Das Kino geht an die frische Luft

 

von Geri Krebs

 

Eigentlich mag ich Open-Air-Kinos nicht besonders. Eigentlich. Aber keine Angst, das hier wird kein Open-Air-Verriss, sondern im Gegenteil ein Lobgesang auf das lauschigste Freiluftkino der Ostschweiz. Denn in diesem Sommer, der wie der Frühling in die Geschichtsbücher eingehen wird, ist alles anders. Doch zuerst eine Rückblende ins Jahr 2006. Damals war ein Hitzesommer, zwar nicht so extrem wie 2003 oder 2018, aber mir reichte es, als bereits im Juni die Temperaturen Tag für Tag über 30 Grad stiegen. In jenen Tagen und Wochen ging auch die «Sommermärchen»-Fussball-WM mit ihren unvermeidlichen Lärmimmissionen über die Bühne. In einer Zeitungskolumne pries ich angenehme Ruhe, Leere und vor allem Schutz vor Hitze in wohltuend kühlen Kinosälen. Passend zur Lobpreisung cinephiler Indoor-Genüsse folgte in besagtem Text die volle Breitseite gegen Open-Air-Kinos. Diese lockten damals in der ganzen Schweiz noch ein Viertel mehr Zuschauerinnen und Zuschauer an als in den vergangenen Jahren (über 400’000 schweizweit, gegenüber 340’000 im Jahr 2019), doch ich schimpfte munter drauflos: die Mückenschwärme, die störenden Umgebungsgeräusche, das lauwarme Bier, die unbequemen Plastikstühle, die unzivilisierten Sitznachbarn, von denen einige sogar rauchten etc.

 

Das ist alles längst vergessen. Und dieses Jahr ist ohnehin anders. Die Saison der Open-Air-Kinos beginnt ungewöhnlich früh. Während der Entstehungszeit dieses Textes (Mitte Juni) gibt es bereits Freilichtvorführungen von Filmen. Etwa an so exotischen Orten wie Dietlikon, Freienstein, Jona, Thun oder Rapperswil BE. Doch bereits viel früher, am 3. April, zu einer Zeit, da man noch befürchten musste, der Lockdown würde möglicherweise ewig dauern, erwärmte ein Artikel in Der Spiegel das Herz des Kinoverliebten. Der kurze Text beschreibt eine Erfindung, die man bereits verschwunden glaubte wie Tonbandgeräte, Telefonkabinen und Tupperware-Partys: das Autokino, auch Drive-In-Cinema genannt.
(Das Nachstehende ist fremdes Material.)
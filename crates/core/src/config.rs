use serde::{Deserialize, Serialize};

/// Knowledge-base policy settings shared by every core component.
#[derive(Debug, Clone, PartialEq, Eq, Serialize, Deserialize)]
#[serde(default)]
pub struct KbConfig {
    /// Locale of origin documents; the only locale that may be localizable.
    pub default_locale: String,
    /// Titles starting with this prefix mark template documents.
    pub template_title_prefix: String,
    /// Title template for redirect stubs, with `{old}` and `{number}` placeholders.
    pub redirect_title_template: String,
    /// Slug template for redirect stubs, with `{old}` and `{number}` placeholders.
    pub redirect_slug_template: String,
    /// Channel capacity of the `DocumentChanged` event bus.
    pub event_bus_capacity: usize,
}

impl Default for KbConfig {
    fn default() -> Self {
        Self {
            default_locale: "en-US".to_string(),
            template_title_prefix: "Template:".to_string(),
            redirect_title_template: "{old} Redirect {number}".to_string(),
            redirect_slug_template: "{old}-redirect-{number}".to_string(),
            event_bus_capacity: 1024,
        }
    }
}

impl KbConfig {
    pub fn with_default_locale(mut self, locale: impl Into<String>) -> Self {
        self.default_locale = locale.into();
        self
    }
}
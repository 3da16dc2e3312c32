pub mod documents;
pub mod health;
pub mod listen;
pub mod localization;
pub mod locks;
pub mod revisions;

use axum::Router;

use crate::state::AppState;

/// Assemble the full router with all route groups.
pub fn build_router(state: AppState) -> Router {
    Router::new()
        .merge(health::routes())
        .merge(documents::routes())
        .merge(revisions::routes())
        .merge(localization::routes())
        .merge(locks::routes())
        .merge(listen::routes())
        .with_state(state)
}

#[cfg(test)]
mod tests {
    use super::*;
    use axum::body::{to_bytes, Body};
    use axum::http::{header, Method, Request, StatusCode};
    use jsonwebtoken::{encode, EncodingKey, Header};
    use kb_core::DocumentService;
    use serde_json::{json, Value};
    use tower::ServiceExt;

    use crate::auth::Claims;
    use crate::config::AppConfig;

    fn app() -> (Router, AppConfig) {
        let config = AppConfig::from_lookup(|_| None).unwrap();
        let service = DocumentService::in_memory(config.kb_config());
        let state = AppState::new(service, config.clone(), None);
        (build_router(state), config)
    }

    fn token(config: &AppConfig, user: &str) -> String {
        let claims = Claims {
            sub: user.into(),
            exp: 4_000_000_000,
        };
        encode(
            &Header::default(),
            &claims,
            &EncodingKey::from_secret(config.jwt_secret.as_bytes()),
        )
        .unwrap()
    }

    async fn send(
        app: &Router,
        method: Method,
        uri: &str,
        token: Option<&str>,
        body: Option<Value>,
    ) -> (StatusCode, Value) {
        let mut request = Request::builder().method(method).uri(uri);
        if let Some(token) = token {
            request = request.header(header::AUTHORIZATION, format!("Bearer {token}"));
        }
        let request = match body {
            Some(body) => request
                .header(header::CONTENT_TYPE, "application/json")
                .body(Body::from(body.to_string())),
            None => request.body(Body::empty()),
        }
        .unwrap();

        let response = app.clone().oneshot(request).await.unwrap();
        let status = response.status();
        let bytes = to_bytes(response.into_body(), usize::MAX).await.unwrap();
        let value = serde_json::from_slice(&bytes).unwrap_or(Value::Null);
        (status, value)
    }

    fn new_document(title: &str, slug: &str, locale: &str) -> Value {
        json!({
            "title": title,
            "slug": slug,
            "locale": locale,
            "category": "how_to",
            "revision": { "content": format!("About {title}") },
        })
    }

    #[tokio::test]
    async fn ping_and_health() {
        let (app, _) = app();
        let (status, body) = send(&app, Method::GET, "/v1/ping", None, None).await;
        assert_eq!(status, StatusCode::OK);
        assert_eq!(body["status"], "ok");

        let (status, body) = send(&app, Method::GET, "/health", None, None).await;
        assert_eq!(status, StatusCode::OK);
        assert_eq!(body["database"], "in-memory");
    }

    #[tokio::test]
    async fn writes_need_a_valid_token() {
        let (app, _) = app();
        let doc = new_document("Foo", "foo", "en-US");

        let (status, _) = send(&app, Method::POST, "/v1/documents", None, Some(doc.clone())).await;
        assert_eq!(status, StatusCode::UNAUTHORIZED);

        let (status, _) =
            send(&app, Method::POST, "/v1/documents", Some("garbage"), Some(doc)).await;
        assert_eq!(status, StatusCode::UNAUTHORIZED);
    }

    #[tokio::test]
    async fn rename_flow_leaves_a_redirect() {
        let (app, config) = app();
        let alice = token(&config, "alice");
        let reviewer = token(&config, "rita");

        let (status, doc) = send(
            &app,
            Method::POST,
            "/v1/documents",
            Some(&alice),
            Some(new_document("Foo", "foo", "en-US")),
        )
        .await;
        assert_eq!(status, StatusCode::CREATED);
        let id = doc["id"].as_i64().unwrap();

        let (_, revisions) =
            send(&app, Method::GET, &format!("/v1/documents/{id}/revisions"), None, None).await;
        let rev = revisions[0]["id"].as_i64().unwrap();
        assert_eq!(revisions[0]["creator"], "alice");

        let (status, reviewed) = send(
            &app,
            Method::POST,
            &format!("/v1/revisions/{rev}/review"),
            Some(&reviewer),
            Some(json!({ "approve": true })),
        )
        .await;
        assert_eq!(status, StatusCode::OK);
        assert_eq!(reviewed["reviewer"], "rita");

        let (status, renamed) = send(
            &app,
            Method::PATCH,
            &format!("/v1/documents/{id}"),
            Some(&alice),
            Some(json!({ "slug": "bar" })),
        )
        .await;
        assert_eq!(status, StatusCode::OK);
        assert_eq!(renamed["slug"], "bar");

        let (status, stub) =
            send(&app, Method::GET, "/v1/documents/by-slug/en-US/foo", None, None).await;
        assert_eq!(status, StatusCode::OK);
        assert_eq!(stub["isLocalizable"], false);
        let stub_id = stub["id"].as_i64().unwrap();

        let (status, target) = send(
            &app,
            Method::GET,
            &format!("/v1/documents/{stub_id}/redirect-target"),
            None,
            None,
        )
        .await;
        assert_eq!(status, StatusCode::OK);
        assert_eq!(target["id"].as_i64(), Some(id));
    }

    #[tokio::test]
    async fn core_errors_map_to_statuses() {
        let (app, config) = app();
        let alice = token(&config, "alice");

        let (_, parent) = send(
            &app,
            Method::POST,
            "/v1/documents",
            Some(&alice),
            Some(new_document("Foo", "foo", "en-US")),
        )
        .await;
        let parent_id = parent["id"].as_i64().unwrap();
        let (_, other) = send(
            &app,
            Method::POST,
            "/v1/documents",
            Some(&alice),
            Some(new_document("Other", "other", "en-US")),
        )
        .await;
        let (_, other_revisions) = send(
            &app,
            Method::GET,
            &format!("/v1/documents/{}/revisions", other["id"]),
            None,
            None,
        )
        .await;

        let (status, body) = send(
            &app,
            Method::POST,
            "/v1/documents",
            Some(&alice),
            Some(new_document("Foo", "foo", "en-US")),
        )
        .await;
        assert_eq!(status, StatusCode::CONFLICT);
        assert_eq!(body["error"]["type"], "conflict");

        let mut localizable_de = new_document("Hallo", "hallo", "de");
        localizable_de["isLocalizable"] = json!(true);
        let (status, _) =
            send(&app, Method::POST, "/v1/documents", Some(&alice), Some(localizable_de)).await;
        assert_eq!(status, StatusCode::UNPROCESSABLE_ENTITY);

        let (status, body) = send(
            &app,
            Method::POST,
            "/v1/documents",
            Some(&alice),
            Some(json!({
                "title": "Foo (de)",
                "slug": "foo",
                "locale": "de",
                "parentId": parent_id,
                "revision": { "content": "Hallo", "basedOnId": other_revisions[0]["id"] },
            })),
        )
        .await;
        assert_eq!(status, StatusCode::BAD_REQUEST);
        assert_eq!(body["error"]["type"], "badBasedOn");
        // The origin has only an unreviewed draft, which is still the best suggestion.
        assert!(body["error"]["suggestedBasedOn"].is_i64());

        let (status, _) = send(&app, Method::GET, "/v1/documents/999", None, None).await;
        assert_eq!(status, StatusCode::NOT_FOUND);
    }

    #[tokio::test]
    async fn lock_claims_respect_the_holder() {
        let (app, config) = app();
        let alice = token(&config, "alice");
        let bob = token(&config, "bob");

        let (_, doc) = send(
            &app,
            Method::POST,
            "/v1/documents",
            Some(&alice),
            Some(new_document("Foo", "foo", "en-US")),
        )
        .await;
        let uri = format!("/v1/documents/{}/lock", doc["id"]);

        let (_, status) = send(&app, Method::POST, &uri, Some(&alice), None).await;
        assert_eq!(status, json!({ "status": "acquired" }));
        let (_, status) = send(&app, Method::POST, &uri, Some(&bob), None).await;
        assert_eq!(status, json!({ "status": "heldBy", "holder": "alice" }));

        send(&app, Method::PUT, &uri, Some(&bob), None).await;
        let (_, released) = send(&app, Method::DELETE, &uri, Some(&alice), None).await;
        assert_eq!(released["released"], false);
        let (_, holder) = send(&app, Method::GET, &uri, None, None).await;
        assert_eq!(holder["holder"], "bob");
    }
}
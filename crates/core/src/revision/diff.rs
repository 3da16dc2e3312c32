use similar::TextDiff;

use super::model::Revision;

/// Unified line diff between two revisions' content.
pub fn unified_diff(from: &Revision, to: &Revision) -> String {
    TextDiff::from_lines(&from.content, &to.content)
        .unified_diff()
        .context_radius(3)
        .header(
            &format!("revision {}", from.id),
            &format!("revision {}", to.id),
        )
        .to_string()
}
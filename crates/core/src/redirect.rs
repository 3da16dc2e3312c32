//! Redirect stubs left behind when a document is renamed.

use std::sync::Arc;

use chrono::Utc;
use kb_markup::{parse_redirect, redirect_content};
use tracing::info;

use crate::config::KbConfig;
use crate::document::{Document, DocumentId, ProposedChange, RevisionDraft};
use crate::error::{CollisionField, KbError, KbResult};
use crate::render::Renderer;
use crate::revision::Revision;
use crate::store::{DocumentStore, RevisionStore};

/// Substitute `{old}` and `{number}` in a redirect template.
pub fn fill_template(template: &str, old: &str, number: u64) -> String {
    template
        .replace("{old}", old)
        .replace("{number}", &number.to_string())
}

/// Whether `content` is a redirect marker.
pub fn is_redirect_content(content: &str) -> bool {
    parse_redirect(content).is_some()
}

/// Creates and resolves redirect stubs.
#[derive(Clone)]
pub struct RedirectManager {
    documents: Arc<dyn DocumentStore>,
    revisions: Arc<dyn RevisionStore>,
    renderer: Arc<dyn Renderer>,
    config: KbConfig,
}

impl RedirectManager {
    pub fn new(
        documents: Arc<dyn DocumentStore>,
        revisions: Arc<dyn RevisionStore>,
        renderer: Arc<dyn Renderer>,
        config: KbConfig,
    ) -> Self {
        Self {
            documents,
            revisions,
            renderer,
            config,
        }
    }

    async fn is_taken(&self, field: CollisionField, locale: &str, value: &str) -> KbResult<bool> {
        let existing = match field {
            CollisionField::Slug => self.documents.find_by_slug(locale, value).await?,
            CollisionField::Title => self.documents.find_by_title(locale, value).await?,
            CollisionField::Parent => None,
        };
        Ok(existing.is_some())
    }

    /// First `template` variant of `old` not yet used in `locale`, trying
    /// number = 1, 2, 3, ... Deterministic for a given occupied set.
    pub async fn unique_value(
        &self,
        field: CollisionField,
        locale: &str,
        template: &str,
        old: &str,
    ) -> KbResult<String> {
        let mut number = 1u64;
        loop {
            let candidate = fill_template(template, old, number);
            if !self.is_taken(field, locale, &candidate).await? {
                return Ok(candidate);
            }
            number += 1;
        }
    }

    /// Value for the stub's slug or title. A value the rename just vacated
    /// is reused as is; an unchanged one gets a numbered variant.
    async fn value_for_redirect(
        &self,
        field: CollisionField,
        locale: &str,
        old: &str,
        changed: bool,
    ) -> KbResult<String> {
        if changed && !self.is_taken(field, locale, old).await? {
            return Ok(old.to_string());
        }
        let template = match field {
            CollisionField::Title => &self.config.redirect_title_template,
            _ => &self.config.redirect_slug_template,
        };
        self.unique_value(field, locale, template, old).await
    }

    /// Create the stub for an already-saved rename of `renamed`.
    ///
    /// The stub is not localizable, keeps the category of the renamed
    /// document and has one auto-approved revision authored and reviewed by
    /// the creator of the renamed document's current revision.
    pub async fn create_redirect(
        &self,
        renamed: &Document,
        change: &ProposedChange,
    ) -> KbResult<(Document, Revision)> {
        let current_id = renamed.current_revision_id.ok_or_else(|| {
            KbError::invariant(format!(
                "document {} has no current revision to redirect from",
                renamed.id
            ))
        })?;
        let current = self
            .revisions
            .get(current_id)
            .await?
            .ok_or_else(|| KbError::revision_not_found(current_id))?;

        let locale = renamed.locale.as_str();
        let title = self
            .value_for_redirect(CollisionField::Title, locale, &change.old_title, change.title_changed())
            .await?;
        let slug = self
            .value_for_redirect(CollisionField::Slug, locale, &change.old_slug, change.slug_changed())
            .await?;

        let now = Utc::now();
        let stub = Document {
            id: DocumentId(0),
            is_template: title.starts_with(&self.config.template_title_prefix),
            title,
            slug,
            locale: renamed.locale.clone(),
            category: renamed.category,
            is_archived: false,
            is_localizable: false,
            parent_id: None,
            current_revision_id: None,
            latest_localizable_revision_id: None,
            html: String::new(),
            contributors: Default::default(),
            created_at: now,
            updated_at: now,
        };
        let mut stub = self.documents.insert(&stub).await?;

        let mut revision = Revision::from_draft(
            stub.id,
            RevisionDraft {
                content: redirect_content(&renamed.title),
                creator: current.creator.clone(),
                ..Default::default()
            },
            now,
        );
        revision.is_approved = true;
        revision.reviewer = Some(current.creator.clone());
        revision.reviewed_at = Some(now);
        let revision = self.revisions.insert(&revision).await?;

        stub.current_revision_id = Some(revision.id);
        stub.html = self
            .renderer
            .render(&revision.content, &stub.locale, stub.id);
        stub.contributors.insert(revision.creator.clone());
        self.documents.update(&stub).await?;

        info!(
            document_id = %renamed.id,
            redirect_id = %stub.id,
            slug = %stub.slug,
            title = %stub.title,
            "created redirect for renamed document"
        );
        Ok((stub, revision))
    }

    /// Title a redirect stub points at, if `doc` is one.
    pub async fn redirect_title(&self, doc: &Document) -> KbResult<Option<String>> {
        let Some(current_id) = doc.current_revision_id else {
            return Ok(None);
        };
        Ok(self
            .revisions
            .get(current_id)
            .await?
            .and_then(|rev| parse_redirect(&rev.content)))
    }

    /// Follow a redirect stub to its target in the same locale.
    pub async fn redirect_target(&self, doc: &Document) -> KbResult<Option<Document>> {
        match self.redirect_title(doc).await? {
            Some(title) => self.documents.find_by_title(&doc.locale, &title).await,
            None => Ok(None),
        }
    }

    /// Redirect stubs in `target`'s locale that lead to it, directly or
    /// through other stubs left by earlier renames.
    pub async fn redirects_to(&self, target: &Document) -> KbResult<Vec<Document>> {
        let mut pointing = Vec::new();
        for candidate in self.documents.redirect_candidates(&target.locale).await? {
            if candidate.id == target.id {
                continue;
            }
            if let Some(title) = self.redirect_title(&candidate).await? {
                pointing.push((candidate, title));
            }
        }

        let mut titles = vec![target.title.clone()];
        let mut stubs = Vec::new();
        while let Some(title) = titles.pop() {
            let (hits, rest): (Vec<_>, Vec<_>) =
                pointing.into_iter().partition(|(_, to)| *to == title);
            pointing = rest;
            for (stub, _) in hits {
                titles.push(stub.title.clone());
                stubs.push(stub);
            }
        }
        Ok(stubs)
    }
}

#[cfg(test)]
mod tests {
    use super::*;

    #[test]
    fn fills_both_placeholders() {
        assert_eq!(fill_template("{old}-redirect-{number}", "foo", 2), "foo-redirect-2");
        assert_eq!(fill_template("{old} Redirect {number}", "Foo", 1), "Foo Redirect 1");
    }

    #[test]
    fn recognises_marker_content() {
        assert!(is_redirect_content("REDIRECT [[Foo]]"));
        assert!(!is_redirect_content("Foo"));
    }
}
Diese Institution, die ihre grosse Zeit in den USA der 1950er- und 1960er-Jahre erlebte, hatte sich in einem Vorort der Ruhrgebietsmetropole Essen über all die Jahre tapfer gehalten und bot dort bis zu 1000 Fahrzeugen Platz. Mit einer um drei Viertel reduzierten Platzzahl funktionierte sie auch in jenen Wochen der gespenstisch leeren öffentlichen Räume, konnte sie doch die behördlichen Vorgaben zum Social Distancing erfüllen: In jedem Wagen durften nur zwei Personen sitzen, die Tickets wurden ausschliesslich online verkauft, diese wurden durch die geschlossenen Autofenster eingescannt, die während der Vorführung nicht geöffnet werden durften.

 

Heute, in der «neuen Normalität», sind diese strengen Regelungen gelockert, ja weitgehend hinfällig geworden. Dennoch erfreut sich das Autokino in diesen Wochen und Monaten auch hierzulande eines veritablen Revivals. Von den oben erwähnten Open-Air-Kinos funktionieren drei als Drive-In, in den nächsten Wochen werden zahlreiche neu hinzukommen – nicht weniger als 20 sind geplant. Dem Vernehmen nach hatten selbst die Verantwortlichen des Filmfestivals Locarno sich eine Zeitlang überlegt, auf der Piazza Grande in den ersten elf Augusttagen ein Autokino einzurichten – bevor sie am 29. April, gestützt auf den Bundesratsentscheid über Grossveranstaltungen, den Verzicht bekannt gaben. Das schönste Open-Air-Kino der Welt findet also erstmals in seiner über 70-jährigen Geschichte nicht statt. Keine Fledermäuse, die – in früheren Jahren häufig, in den letzten Jahren nur noch selten – während einer Schiesserei ungerührt vor der Riesenleinwand vorbeifliegen, kein Wetterleuchten samt fernem Donnergrollen, das in einem mitternächtlichen Thriller das herannahende Unheil akzentuiert und auch kein subtropischer Starkregen, der just in dem Moment einsetzt, da die Verliebten in den Pool steigen. Freiluftvorführungen sind übrigens so alt wie das Kino selbst, das 1895 als Jahrmarktattraktion begann. Bereits 1900 wurden in Athen in den heissen Sommermonaten die bewegten Bilder des Kinematografen ausserhalb der Jahrmarktsbuden in Hinterhöfen gezeigt. Und 1916 entstand in der australischen Stadt Broome das erste Open Air Cinema Theatre, ein Fall fürs Guinness-Buch, denn es existiert noch heute.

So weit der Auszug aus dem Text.